//! Asset identifiers and formats.
//!
//! An asset identifier is `{uuid-v7}.{extension}`: time-ordered, random, never
//! derived from content. Identifiers double as object keys and cache file
//! names, so anything accepted from outside the process goes through
//! [`AssetId::parse`].

use serde::{Deserialize, Serialize};
use std::fmt;
use uuid::Uuid;

const MAX_ID_LEN: usize = 128;

/// Encoded image format of a stored asset
#[derive(Debug, Clone, Copy, PartialEq, Eq, Serialize, Deserialize)]
#[serde(rename_all = "lowercase")]
pub enum AssetFormat {
    Jpeg,
    Png,
    Webp,
}

impl AssetFormat {
    pub fn extension(&self) -> &'static str {
        match self {
            AssetFormat::Jpeg => "jpeg",
            AssetFormat::Png => "png",
            AssetFormat::Webp => "webp",
        }
    }

    pub fn content_type(&self) -> &'static str {
        match self {
            AssetFormat::Jpeg => "image/jpeg",
            AssetFormat::Png => "image/png",
            AssetFormat::Webp => "image/webp",
        }
    }

    pub fn from_extension(ext: &str) -> Option<Self> {
        match ext.to_ascii_lowercase().as_str() {
            "jpeg" | "jpg" => Some(AssetFormat::Jpeg),
            "png" => Some(AssetFormat::Png),
            "webp" => Some(AssetFormat::Webp),
            _ => None,
        }
    }
}

/// Opaque identifier of a stored asset
#[derive(Debug, Clone, PartialEq, Eq, Hash, Serialize, Deserialize)]
#[serde(transparent)]
pub struct AssetId(String);

/// Why an untrusted string was rejected as an asset identifier
#[derive(Debug, Clone, PartialEq, Eq, thiserror::Error)]
pub enum InvalidAssetId {
    #[error("asset id is empty")]
    Empty,
    #[error("asset id exceeds {MAX_ID_LEN} characters")]
    TooLong,
    #[error("asset id contains a disallowed character or sequence")]
    Disallowed,
}

impl AssetId {
    /// Generate a fresh identifier for the given format
    pub fn generate(format: AssetFormat) -> Self {
        Self(format!("{}.{}", Uuid::now_v7(), format.extension()))
    }

    /// Validate an identifier received from outside the process.
    ///
    /// Only `[A-Za-z0-9._-]` is accepted, with no leading dot, no `..` and no
    /// `.tmp` suffix. Identifiers are then safe as URL segments and can never
    /// name a cache staging file.
    pub fn parse(raw: &str) -> Result<Self, InvalidAssetId> {
        if raw.is_empty() {
            return Err(InvalidAssetId::Empty);
        }
        if raw.len() > MAX_ID_LEN {
            return Err(InvalidAssetId::TooLong);
        }
        let allowed = raw
            .chars()
            .all(|c| matches!(c, 'a'..='z' | 'A'..='Z' | '0'..='9' | '-' | '_' | '.'));
        if !allowed || raw.starts_with('.') || raw.contains("..") || raw.ends_with(".tmp") {
            return Err(InvalidAssetId::Disallowed);
        }
        Ok(Self(raw.to_string()))
    }

    /// Parse the identifier stored on a metadata row; empty means "no asset"
    pub fn from_row(raw: &str) -> Option<Self> {
        if raw.is_empty() {
            None
        } else {
            Self::parse(raw).ok()
        }
    }

    pub fn as_str(&self) -> &str {
        &self.0
    }

    /// Format implied by the identifier's suffix
    pub fn format(&self) -> Option<AssetFormat> {
        self.0
            .rsplit_once('.')
            .and_then(|(_, ext)| AssetFormat::from_extension(ext))
    }

    /// Content type for serving, falling back to a generic binary type
    pub fn content_type(&self) -> &'static str {
        self.format()
            .map(|f| f.content_type())
            .unwrap_or("application/octet-stream")
    }
}

impl fmt::Display for AssetId {
    fn fmt(&self, f: &mut fmt::Formatter<'_>) -> fmt::Result {
        f.write_str(&self.0)
    }
}

impl AsRef<str> for AssetId {
    fn as_ref(&self) -> &str {
        &self.0
    }
}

☆ ☆ ☆

▸ **Task**:
Reproduce each line of the records in which the word "Serialize" appears.

▸ **Result of this exercise**:
use serde::{Deserialize, Serialize};
#[derive(Debug, Clone, Copy, PartialEq, Eq, Serialize, Deserialize)]
#[derive(Debug, Clone, PartialEq, Eq, Hash, Serialize, Deserialize)]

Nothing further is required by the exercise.